## EXERCISE REQUIREMENTS
Pull each line holding "info" out of the entries below.

_ _ _

impl<B: RegisterBus, T: Timing, P: BusPins, D: DmaChannel> Sdio<B, T, P, D> {
    /// Controller moving data blocks through `dma`
    pub fn with_dma(bus: B, timing: T, pins: P, dma: D, sdioclk: HertzU32) -> Self {
        Self::build(bus, timing, pins, Some(dma), sdioclk)
    }

    fn build(bus: B, timing: T, pins: P, dma: Option<D>, sdioclk: HertzU32) -> Self {
        Self {
            regs: Registers::new(bus),
            timing,
            pins,
            dma,
            sdioclk,
            clock: HertzU32::from_raw(0),
            width: BusWidth::One,
            flow_control: true,
            cmd_deadline: CMD_DEADLINE,
            data_deadline: DATA_DEADLINE,
            transfer_deadline: DATA_DEADLINE,
        }
    }

    /// Stop the card clock while the FIFO is full or empty instead of
    /// overrunning. On by default.
    pub fn set_flow_control(&mut self, enabled: bool) {
        self.flow_control = enabled;
        self.modify_spaced(Reg::ClockControl, |v| {
            if enabled {
                v | clkcr::HWFC_EN
            } else {
                v & !clkcr::HWFC_EN
            }
        });
    }

    /// The underlying register bus
    pub fn bus(&mut self) -> &mut B {
        self.regs.bus()
    }

    /// Give back the parts the controller was built from
    pub fn free(self) -> (B, T, P, Option<D>) {
        (self.regs.free(), self.timing, self.pins, self.dma)
    }

    /// POWER and CLKCR need a gap before the next write
    fn write_spaced(&mut self, reg: Reg, value: u32) {
        self.regs.write(reg, value);
        self.timing.delay_us(REG_WRITE_SPACING_US);
    }

    fn modify_spaced(&mut self, reg: Reg, f: impl FnOnce(u32) -> u32) {
        self.regs.modify(reg, f);
        self.timing.delay_us(REG_WRITE_SPACING_US);
    }

    fn pin_mode(&self) -> PinMode {
        match self.width {
            BusWidth::One => PinMode::Sdio1Bit,
            BusWidth::Four => PinMode::Sdio4Bit,
        }
    }

    fn wait_command(&mut self, command: &SdCmd) -> Result<RawResponse, SdioError> {
        let index = command.index();
        let deadline = Deadline::after(&mut self.timing, self.cmd_deadline);

        let status = loop {
            let status = self.regs.status();
            if status.intersects(Status::CMD_FLAGS) {
                break status;
            }

            if deadline.expired(&mut self.timing) {
                log::error!("SDIO: CMD{} stuck, status {:#010x}", index, status.bits());
                return Err(SdioError::CmdDeadline { cmd: index });
            }
        };

        if status.contains(Status::CTIMEOUT) {
            log::debug!("SDIO: CMD{} timeout", index);
            return Err(SdioError::CmdTimeout { cmd: index });
        }

        if status.contains(Status::CCRCFAIL) {
            if !command.crc_exempt() {
                log::debug!("SDIO: CMD{} CRC error", index);
                return Err(SdioError::CmdCrcFail { cmd: index });
            }
            log::trace!("SDIO: CMD{} has no CRC, ignoring CCRCFAIL", index);
        }

        let width = command.response().width();
        if width == ResponseWidth::None {
            return Ok(RawResponse::None);
        }

        if !command.reports_sentinel_index() {
            let responded = (self.regs.read(Reg::RespCmd) & cmd::CMDINDEX_MASK) as u8;
            if responded != index {
                log::debug!("SDIO: CMD{} answered as CMD{}", index, responded);
                return Err(SdioError::WrongCmd {
                    good_cmd: index,
                    bad_cmd: responded,
                });
            }
        }

        let response = match width {
            ResponseWidth::Long => RawResponse::Long([
                self.regs.read(Reg::response(0)),
                self.regs.read(Reg::response(1)),
                self.regs.read(Reg::response(2)),
                self.regs.read(Reg::response(3)),
            ]),
            _ => RawResponse::Short(self.regs.read(Reg::Resp1)),
        };

        log::debug!("SDIO: CMD{} -> {:x?}", index, response);

        Ok(response)
    }

    /// Poll for DATAEND, failing on any data path error
    fn wait_data_end(&mut self) -> Result<(), SdioError> {
        let deadline = Deadline::after(&mut self.timing, self.transfer_deadline);

        loop {
            let status = self.regs.status();
            if let Some(e) = data_error(status) {
                return Err(e);
            }

            if status.contains(Status::DATAEND) {
                return Ok(());
            }

            if deadline.expired(&mut self.timing) {
                return Err(SdioError::DataDeadline {});
            }
        }
    }

    /// Drain the FIFO into `words`. The deadline restarts whenever a word
    /// arrives, so it bounds a stall rather than the whole transfer.
    fn read_fifo(&mut self, words: &mut [u32]) -> Result<(), SdioError> {
        let mut deadline = Deadline::after(&mut self.timing, self.data_deadline);
        let mut filled = 0;

        loop {
            let status = self.regs.status();
            if let Some(e) = data_error(status) {
                return Err(e);
            }

            if status.contains(Status::RXFIFOHF) && words.len() - filled >= FIFO_BURST {
                for word in &mut words[filled..filled + FIFO_BURST] {
                    *word = self.regs.read(Reg::Fifo);
                }
                filled += FIFO_BURST;
                deadline = Deadline::after(&mut self.timing, self.data_deadline);
            } else if status.contains(Status::RXDAVL) {
                let word = self.regs.read(Reg::Fifo);
                // Anything past the requested length is dropped
                if let Some(slot) = words.get_mut(filled) {
                    *slot = word;
                    filled += 1;
                }
                deadline = Deadline::after(&mut self.timing, self.data_deadline);
            } else if status.contains(Status::DATAEND) && filled == words.len() {
                return Ok(());
            }

            if deadline.expired(&mut self.timing) {
                return Err(SdioError::DataDeadline {});
            }
        }
    }

    /// Feed `words` to the FIFO, restarting the deadline on every word
    /// taken
    fn write_fifo(&mut self, words: &[u32]) -> Result<(), SdioError> {
        let mut deadline = Deadline::after(&mut self.timing, self.data_deadline);
        let mut sent = 0;

        loop {
            let status = self.regs.status();
            if let Some(e) = data_error(status) {
                return Err(e);
            }

            if sent < words.len() {
                if status.contains(Status::TXFIFOHE) && words.len() - sent >= FIFO_BURST {
                    for word in &words[sent..sent + FIFO_BURST] {
                        self.regs.write(Reg::Fifo, *word);
                    }
                    sent += FIFO_BURST;
                    deadline = Deadline::after(&mut self.timing, self.data_deadline);
                } else if !status.contains(Status::TXFIFOF) {
                    self.regs.write(Reg::Fifo, words[sent]);
                    sent += 1;
                    deadline = Deadline::after(&mut self.timing, self.data_deadline);
                }
            } else if status.contains(Status::DATAEND) {
                return Ok(());
            }

            if deadline.expired(&mut self.timing) {
                return Err(SdioError::DataDeadline {});
            }
        }
    }

    fn read_dma(&mut self, dma: &mut D, words: &mut [u32]) -> Result<(), SdioError> {
        dma.start_read(words);
        let result = self.wait_data_end();
        let complete = dma.is_complete();
        dma.stop();

        result?;
        if !complete {
            return Err(SdioError::DmaFailed {});
        }

        Ok(())
    }

    fn write_dma(&mut self, dma: &mut D, words: &[u32]) -> Result<(), SdioError> {
        dma.start_write(words);
        let result = self.wait_data_end();
        let complete = dma.is_complete();
        dma.stop();

        result?;
        if !complete {
            return Err(SdioError::DmaFailed {});
        }

        Ok(())
    }

    fn finish_data(&mut self, result: Result<(), SdioError>) -> Result<(), SdioError> {
        match result {
            Ok(()) => self.regs.clear(Status::DATA_FLAGS),
            Err(ref e) => {
                log::debug!("SDIO: data transfer failed: {}", e);
                self.abort_data();
            }
        }

        result
    }
}
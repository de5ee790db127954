use std::{error::Error, path::PathBuf, sync::Arc};

use axum::{
    Router,
    extract::{Json, Path, State},
    http::StatusCode,
    response::IntoResponse,
    routing::{get, post},
};
use clap::Parser;
use common::config::Config;
use http::Method;
use serde::Serialize;
use tower_http::{
    cors::{Any, CorsLayer},
    trace::TraceLayer,
};

use crate::{
    catalog,
    model::{OrderPayload, OrderResponse},
    store::OrderStore,
};

#[derive(Parser, Debug)]
#[command(author, version, about, long_about = None)]
pub struct Args {
    /// Path to config file
    #[arg(short, long, default_value = "config/storefront.yaml")]
    pub config: String,
}

pub fn initialize_executable() -> Result<Config, Box<dyn Error + Send + Sync>> {
    dotenvy::dotenv().ok();

    let args = Args::parse();
    println!("Loading config from: {}", args.config);
    let mut config = Config::load(&args.config)?;

    // PORT from the environment wins over the configured listen address.
    if let Ok(port) = std::env::var("PORT") {
        let host = config
            .server
            .server_address
            .rsplit_once(':')
            .map(|(host, _)| host.to_string())
            .unwrap_or_else(|| "0.0.0.0".to_string());
        config.server.server_address = format!("{host}:{port}");
    }
    println!("Loaded config: {:#?}", config);

    Ok(config)
}

pub fn initialize_tracing(log_level: &str) {
    tracing_subscriber::fmt()
        .with_env_filter(
            tracing_subscriber::EnvFilter::try_from_default_env()
                .unwrap_or_else(|_| tracing_subscriber::EnvFilter::new(log_level)),
        )
        .init();
}

#[derive(Clone)]
pub struct AppState {
    pub store: Arc<dyn OrderStore>,
    pub catalog_path: PathBuf,
}

pub fn app(state: AppState) -> Router {
    Router::new()
        .route("/catalog", get(get_catalog))
        .route("/order", post(save_order))
        .route("/order-confirmation", get(order_confirmation_empty))
        .route("/order-confirmation/{order_id}", get(order_confirmation))
        .route("/health", get(health_check))
        .layer(TraceLayer::new_for_http())
        .layer(
            CorsLayer::new()
                .allow_origin(Any)
                .allow_methods([Method::GET, Method::POST])
                .allow_headers(Any),
        )
        .with_state(state)
}

pub async fn run_server(
    config: &Config,
    store: Arc<dyn OrderStore>,
) -> Result<(), Box<dyn Error + Send + Sync>> {
    let state = AppState {
        store,
        catalog_path: PathBuf::from(&config.shop.catalog_path),
    };
    let app = app(state);

    tracing::info!("Starting storefront service at {}", config.server.server_address);
    let listener = tokio::net::TcpListener::bind(&config.server.server_address).await?;
    axum::serve(listener, app).await?;

    Ok(())
}

async fn get_catalog(State(state): State<AppState>) -> impl IntoResponse {
    Json(catalog::load_items_or_empty(&state.catalog_path))
}

async fn save_order(
    State(state): State<AppState>,
    Json(order): Json<OrderPayload>,
) -> impl IntoResponse {
    match state.store.append(&order).await {
        Ok(id) => {
            tracing::info!(order_id = %order.order_id, record_id = id, "Order saved");
            (
                StatusCode::OK,
                Json(OrderResponse {
                    success: true,
                    message: "Order saved".to_string(),
                }),
            )
        }
        Err(e) => {
            tracing::error!(error = %e, order_id = %order.order_id, "Error saving order");
            (
                StatusCode::INTERNAL_SERVER_ERROR,
                Json(OrderResponse {
                    success: false,
                    message: "Server error".to_string(),
                }),
            )
        }
    }
}

#[derive(Serialize)]
struct ConfirmationView {
    #[serde(rename = "orderId")]
    order_id: String,
}

// The id is echoed back for display, not re-validated against the store.
async fn order_confirmation(Path(order_id): Path<String>) -> impl IntoResponse {
    Json(ConfirmationView { order_id })
}

async fn order_confirmation_empty() -> impl IntoResponse {
    Json(ConfirmationView {
        order_id: String::new(),
    })
}

pub async fn health_check() -> impl IntoResponse {
    (StatusCode::OK, "OK").into_response()
}
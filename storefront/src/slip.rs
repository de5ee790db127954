use crate::model::{Item, Order, OrderItem, generate_order_id};
use crate::selection::Selection;
use chrono::Utc;

#[derive(Debug, thiserror::Error)]
pub enum SlipError {
    #[error("no items selected")]
    EmptySelection,
}

/// Build an order slip from the catalog and the current selection.
///
/// Items are snapshotted (id, name, price) in catalog order and the subtotal
/// is their exact sum; display rounding happens in `format_price` only.
///
/// A fresh `order_id` is minted on every call, so building twice from the
/// same selection yields two slips with equal items but different ids. Each
/// "show slip" action is a new reference.
pub fn build(catalog: &[Item], selection: &Selection) -> Result<Order, SlipError> {
    if selection.is_empty() {
        return Err(SlipError::EmptySelection);
    }

    let items: Vec<OrderItem> = catalog
        .iter()
        .filter(|item| selection.contains(&item.id))
        .map(|item| OrderItem {
            id: item.id.clone(),
            name: item.name.clone(),
            price: item.price,
        })
        .collect();
    let subtotal = items.iter().map(|item| item.price).sum();

    Ok(Order {
        order_id: generate_order_id(),
        items,
        subtotal,
        created_at: Utc::now(),
    })
}
use std::{
    error::Error,
    sync::{
        Arc,
        atomic::{AtomicUsize, Ordering},
    },
};

use async_trait::async_trait;
use chrono::Utc;
use storefront::model::{Order, OrderItem, OrderPayload, OrderResponse};
use storefront::submit::{OrderGateway, SubmissionClient, SubmissionResult};

const OWNER_EMAIL: &str = "orders@example.com";

fn test_order() -> Order {
    Order {
        order_id: "ORDER-20250101-1234".to_string(),
        items: vec![
            OrderItem {
                id: "a".to_string(),
                name: "Quilt A".to_string(),
                price: 10.0,
            },
            OrderItem {
                id: "b".to_string(),
                name: "Quilt B".to_string(),
                price: 5.5,
            },
        ],
        subtotal: 15.5,
        created_at: Utc::now(),
    }
}

struct SavingGateway;

#[async_trait]
impl OrderGateway for SavingGateway {
    async fn post_order(
        &self,
        _payload: &OrderPayload,
    ) -> Result<OrderResponse, Box<dyn Error + Send + Sync>> {
        Ok(OrderResponse {
            success: true,
            message: "Order saved".to_string(),
        })
    }
}

struct RejectingGateway;

#[async_trait]
impl OrderGateway for RejectingGateway {
    async fn post_order(
        &self,
        _payload: &OrderPayload,
    ) -> Result<OrderResponse, Box<dyn Error + Send + Sync>> {
        Ok(OrderResponse {
            success: false,
            message: "Server error".to_string(),
        })
    }
}

#[derive(Default)]
struct FailingGateway {
    calls: AtomicUsize,
}

#[async_trait]
impl OrderGateway for FailingGateway {
    async fn post_order(
        &self,
        _payload: &OrderPayload,
    ) -> Result<OrderResponse, Box<dyn Error + Send + Sync>> {
        self.calls.fetch_add(1, Ordering::SeqCst);
        Err("connection refused".into())
    }
}

#[tokio::test]
async fn successful_submission_returns_saved() {
    let client = SubmissionClient::new(Arc::new(SavingGateway), OWNER_EMAIL);
    let order = test_order();

    match client.submit(&order).await {
        SubmissionResult::Saved { order_id } => assert_eq!(order_id, order.order_id),
        other => panic!("expected Saved, got {:?}", other),
    }
}

#[tokio::test]
async fn rejected_response_falls_back_to_email_draft() {
    let client = SubmissionClient::new(Arc::new(RejectingGateway), OWNER_EMAIL);

    match client.submit(&test_order()).await {
        SubmissionResult::Fallback { draft } => assert_eq!(draft.to, OWNER_EMAIL),
        other => panic!("expected Fallback, got {:?}", other),
    }
}

#[tokio::test]
async fn transport_error_falls_back_with_full_draft() {
    let gateway = Arc::new(FailingGateway::default());
    let client = SubmissionClient::new(gateway.clone(), OWNER_EMAIL);
    let order = test_order();

    let SubmissionResult::Fallback { draft } = client.submit(&order).await else {
        panic!("expected Fallback");
    };

    assert_eq!(draft.to, OWNER_EMAIL);
    assert!(draft.subject.contains(&order.order_id));
    assert!(draft.body.contains("Quilt A - $10.00"));
    assert!(draft.body.contains("Quilt B - $5.50"));
    assert!(draft.body.contains("Subtotal: $15.50"));
    // Single attempt, no retry loop
    assert_eq!(gateway.calls.load(Ordering::SeqCst), 1);
}

#[tokio::test]
async fn mailto_url_is_percent_encoded() {
    let client = SubmissionClient::new(Arc::new(FailingGateway::default()), OWNER_EMAIL);

    let SubmissionResult::Fallback { draft } = client.submit(&test_order()).await else {
        panic!("expected Fallback");
    };
    let url = draft.mailto_url();

    assert!(url.starts_with("mailto:orders@example.com?subject="));
    assert!(url.contains("Order%20ORDER-20250101-1234"));
    assert!(!url.contains(' '));
    assert!(!url.contains('+'));
}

_ _ _

## YOUR RESPONSE
    tracing::info!("Starting storefront service at {}", config.server.server_address);
            tracing::info!(order_id = %order.order_id, record_id = id, "Order saved");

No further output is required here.